//! The turn engine.
//!
//! `RulesEngine` is the surface the AI and the room drive: what is legal,
//! apply it, is it over. `TurnEngine` implements it for the two-hero
//! ruleset:
//!
//! - **Start of turn**: one more mana crystal (up to the cap), mana
//!   refilled, one card drawn, the side's minions and hero may attack again
//! - **Play card**: pay mana, place the minion / equip the weapon / cast
//!   the spell, then resolve the card's effect
//! - **Attack**: through the combat resolver
//! - **End of turn**: the other side starts its turn
//! - **Deaths**: checked after every action; a hero at zero health ends
//!   the match, both at once is a draw
//!
//! Every action is fully validated before anything changes, so a rejected
//! action leaves the state exactly as it was.

use tracing::{debug, info};

use crate::cards::{Card, CardType, MinionInstance, WeaponInstance};
use crate::combat::{Attacker, CombatOutcome, CombatResolver};
use crate::core::{
    ActionError, EntityId, GameAction, GameState, Phase, RulesConfig, Side, Target,
};
use crate::effects::{EffectContext, EffectResolver, TargetSelector};

/// Result of a completed game.
#[derive(Clone, Copy, Debug, PartialEq, Eq)]
pub enum GameResult {
    Winner(Side),
    /// Both heroes fell together.
    Draw,
}

impl GameResult {
    /// Check if a side won.
    #[must_use]
    pub fn is_winner(&self, side: Side) -> bool {
        matches!(self, GameResult::Winner(s) if *s == side)
    }
}

/// Rules engine trait.
///
/// ## Implementation Notes
///
/// - `legal_actions`: empty when the side cannot act; otherwise always
///   contains `EndTurn`
/// - `apply_action`: deterministic given the state (the state carries its RNG)
/// - `is_terminal`: `None` while the game continues
pub trait RulesEngine {
    fn config(&self) -> &RulesConfig;

    /// Every rules-changing action `side` may take now. Selection actions
    /// are UI-only and not listed.
    fn legal_actions(&self, state: &GameState, side: Side) -> Vec<GameAction>;

    /// Apply an action for `side`. On error the state is unchanged.
    fn apply_action(&self, state: &mut GameState, side: Side, action: &GameAction) -> Result<(), ActionError>;

    fn is_terminal(&self, state: &GameState) -> Option<GameResult>;
}

/// Turn engine for the two-hero ruleset.
#[derive(Clone, Debug, Default)]
pub struct TurnEngine {
    config: RulesConfig,
}

impl TurnEngine {
    #[must_use]
    pub fn new(config: RulesConfig) -> Self {
        Self { config }
    }

    /// Deal opening hands and open the first turn.
    ///
    /// The side to move draws `opening_hand` cards, the other side one more.
    pub fn start_game(&self, state: &mut GameState) {
        let first = state.current_turn;
        for (side, count) in [
            (first, self.config.opening_hand),
            (first.other(), self.config.opening_hand + 1),
        ] {
            for _ in 0..count {
                state.player_mut(side).draw(&self.config);
            }
        }
        info!(first = %first, "game started");
        self.start_turn(state);
    }

    /// Open the current side's turn.
    pub fn start_turn(&self, state: &mut GameState) {
        let side = state.current_turn;
        let player = state.player_mut(side);
        player.begin_turn(&self.config);
        let outcome = player.draw(&self.config);
        debug!(%side, turn = state.turn_number, ?outcome, "turn started");
        self.check_deaths(state);
    }

    fn check_turn(state: &GameState, side: Side) -> Result<(), ActionError> {
        if state.phase == Phase::GameOver {
            return Err(ActionError::GameOver);
        }
        if state.current_turn != side {
            return Err(ActionError::NotYourTurn);
        }
        Ok(())
    }

    /// Play a card from `side`'s hand.
    ///
    /// Minions go to `position` (clamped, default rightmost). A card whose
    /// effect needs a manual target requires one; a minion or weapon whose
    /// battlecry has nothing to aim at may be played without one. A
    /// minion's battlecry may aim at the minion itself.
    pub fn play_card(
        &self,
        state: &mut GameState,
        side: Side,
        instance_id: EntityId,
        position: Option<usize>,
        target: Option<Target>,
    ) -> Result<(), ActionError> {
        Self::check_turn(state, side)?;
        let player = state.player(side);
        let index = player
            .hand_index(instance_id)
            .ok_or(ActionError::CardNotInHand(instance_id))?;
        let card = &player.hand[index].card;

        if card.mana_cost > player.mana {
            return Err(ActionError::NotEnoughMana {
                needed: card.mana_cost,
                available: player.mana,
            });
        }
        if card.card_type == CardType::Minion && player.board.len() >= self.config.max_board {
            return Err(ActionError::BoardFull);
        }
        let target = match &card.effect {
            Some(effect) if effect.target.is_manual() => match target {
                Some(t) if Self::play_targets(state, side, instance_id, card, effect.target).contains(&t) => {
                    Some(t)
                }
                Some(_) => return Err(ActionError::InvalidTarget),
                None if card.card_type != CardType::Spell
                    && Self::play_targets(state, side, instance_id, card, effect.target).is_empty() =>
                {
                    None
                }
                None => return Err(ActionError::TargetRequired),
            },
            _ => target,
        };

        // Validated; from here on the play happens.
        let player = state.player_mut(side);
        let instance = player.hand.remove(index);
        player.mana -= instance.card.mana_cost;
        let card = instance.card;

        let mut ctx = EffectContext::new(side).with_target(target);
        match card.card_type {
            CardType::Minion => {
                let slot = position.unwrap_or(player.board.len()).min(player.board.len());
                player.board.insert(slot, MinionInstance::summon(instance.id, &card));
                ctx = ctx.with_source(instance.id);
            }
            CardType::Weapon => {
                player.weapon = Some(WeaponInstance::equip(instance.id, &card));
            }
            CardType::Spell => {}
        }
        state.selected_card = None;
        debug!(%side, card = %card.name, id = %instance.id, "card played");

        if let Some(effect) = &card.effect {
            let actions = EffectResolver::resolve(state, effect, &ctx);
            EffectResolver::apply(state, &self.config, &actions);
        }
        self.check_deaths(state);
        Ok(())
    }

    /// Attack with a friendly minion.
    pub fn attack(
        &self,
        state: &mut GameState,
        side: Side,
        attacker_id: EntityId,
        target: Target,
    ) -> Result<CombatOutcome, ActionError> {
        Self::check_turn(state, side)?;
        let outcome = CombatResolver::attack(state, side, Attacker::Minion(attacker_id), target)?;
        state.selected_minion = None;
        self.check_deaths(state);
        Ok(outcome)
    }

    /// Attack with the hero's weapon.
    pub fn hero_attack(
        &self,
        state: &mut GameState,
        side: Side,
        target: Target,
    ) -> Result<CombatOutcome, ActionError> {
        Self::check_turn(state, side)?;
        let outcome = CombatResolver::attack(state, side, Attacker::Hero, target)?;
        self.check_deaths(state);
        Ok(outcome)
    }

    /// Pass the turn to the other side.
    pub fn end_turn(&self, state: &mut GameState, side: Side) -> Result<(), ActionError> {
        Self::check_turn(state, side)?;
        state.clear_selection();
        state.current_turn = side.other();
        state.turn_number += 1;
        self.start_turn(state);
        Ok(())
    }

    /// Remove dead minions and broken weapons; end the match if a hero fell.
    pub fn check_deaths(&self, state: &mut GameState) {
        for side in Side::BOTH {
            let player = state.player_mut(side);
            let before = player.board.len();
            player.board.retain(|m| !m.is_dead());
            if player.board.len() != before {
                debug!(%side, died = before - player.board.len(), "minions died");
            }
            if player.weapon.as_ref().is_some_and(WeaponInstance::is_broken) {
                player.weapon = None;
            }
        }

        if state.phase == Phase::GameOver {
            return;
        }
        let fallen: Vec<Side> = Side::BOTH
            .into_iter()
            .filter(|&side| state.player(side).is_dead())
            .collect();
        let winner = match fallen.as_slice() {
            [] => return,
            [loser] => Some(loser.other()),
            _ => None,
        };
        info!(winner = ?winner, turn = state.turn_number, "game over");
        state.finish(winner);
    }

    fn select(state: &mut GameState, side: Side, action: &GameAction) -> Result<(), ActionError> {
        Self::check_turn(state, side)?;
        match *action {
            GameAction::SelectCard { instance_id } => {
                if state.player(side).hand_index(instance_id).is_none() {
                    return Err(ActionError::CardNotInHand(instance_id));
                }
                state.selected_card = Some(instance_id);
            }
            GameAction::DeselectCard => state.selected_card = None,
            GameAction::SelectMinion { minion_id } => {
                if state.player(side).minion(minion_id).is_none() {
                    return Err(ActionError::MinionNotFound(minion_id));
                }
                state.selected_minion = Some(minion_id);
            }
            GameAction::DeselectMinion => state.selected_minion = None,
            _ => {}
        }
        Ok(())
    }

    /// Targets a manual effect on `card` may take when it is played.
    ///
    /// A minion counts itself: it is on the board by the time its
    /// battlecry resolves.
    fn play_targets(
        state: &GameState,
        side: Side,
        instance_id: EntityId,
        card: &Card,
        selector: TargetSelector,
    ) -> Vec<Target> {
        let mut targets = selector.candidates(state, side);
        if card.card_type == CardType::Minion && selector.reaches_played_minion() {
            targets.push(Target::Minion(instance_id));
        }
        targets
    }

    fn card_plays(&self, state: &GameState, side: Side, out: &mut Vec<GameAction>) {
        let player = state.player(side);
        for instance in player.hand.iter() {
            let card = &instance.card;
            if card.mana_cost > player.mana {
                continue;
            }
            if card.card_type == CardType::Minion && player.board.len() >= self.config.max_board {
                continue;
            }
            match &card.effect {
                Some(effect) if effect.target.is_manual() => {
                    let candidates = Self::play_targets(state, side, instance.id, card, effect.target);
                    if candidates.is_empty() {
                        if card.card_type != CardType::Spell {
                            out.push(GameAction::play(instance.id));
                        }
                    } else {
                        out.extend(candidates.into_iter().map(|t| GameAction::play_at(instance.id, t)));
                    }
                }
                _ => out.push(GameAction::play(instance.id)),
            }
        }
    }
}

impl RulesEngine for TurnEngine {
    fn config(&self) -> &RulesConfig {
        &self.config
    }

    fn legal_actions(&self, state: &GameState, side: Side) -> Vec<GameAction> {
        if Self::check_turn(state, side).is_err() {
            return Vec::new();
        }
        let mut actions = Vec::new();
        self.card_plays(state, side, &mut actions);

        for minion in state.player(side).board.iter() {
            for target in CombatResolver::legal_targets(state, side, Attacker::Minion(minion.id)) {
                actions.push(GameAction::Attack {
                    attacker_id: minion.id,
                    target_id: target,
                });
            }
        }
        for target in CombatResolver::legal_targets(state, side, Attacker::Hero) {
            actions.push(GameAction::HeroAttack { target_id: target });
        }

        actions.push(GameAction::EndTurn);
        actions
    }

    fn apply_action(&self, state: &mut GameState, side: Side, action: &GameAction) -> Result<(), ActionError> {
        let result = match *action {
            GameAction::PlayCard {
                instance_id,
                position,
                target_id,
            } => self.play_card(state, side, instance_id, position, target_id),
            GameAction::Attack {
                attacker_id,
                target_id,
            } => self.attack(state, side, attacker_id, target_id).map(|_| ()),
            GameAction::HeroAttack { target_id } => self.hero_attack(state, side, target_id).map(|_| ()),
            GameAction::EndTurn => self.end_turn(state, side),
            _ => Self::select(state, side, action),
        };
        if let Err(err) = &result {
            debug!(%side, ?action, %err, "action rejected");
        }
        result
    }

    fn is_terminal(&self, state: &GameState) -> Option<GameResult> {
        if state.phase != Phase::GameOver {
            return None;
        }
        Some(match state.winner {
            Some(side) => GameResult::Winner(side),
            None => GameResult::Draw,
        })
    }
}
################
▶ [ACTIVITY] For this exercise, please output exactly the lines above starting at the line with "let first = state.current_turn;" and ending at the line with "fn check_turn(state: &GameState, side: Side)", ends included.

▶ [RESPONSE AREA]
        let first = state.current_turn;
        for (side, count) in [
            (first, self.config.opening_hand),
            (first.other(), self.config.opening_hand + 1),
        ] {
            for _ in 0..count {
                state.player_mut(side).draw(&self.config);
            }
        }
        info!(first = %first, "game started");
        self.start_turn(state);
    }

    /// Open the current side's turn.
    pub fn start_turn(&self, state: &mut GameState) {
        let side = state.current_turn;
        let player = state.player_mut(side);
        player.begin_turn(&self.config);
        let outcome = player.draw(&self.config);
        debug!(%side, turn = state.turn_number, ?outcome, "turn started");
        self.check_deaths(state);
    }

    fn check_turn(state: &GameState, side: Side) -> Result<(), ActionError> {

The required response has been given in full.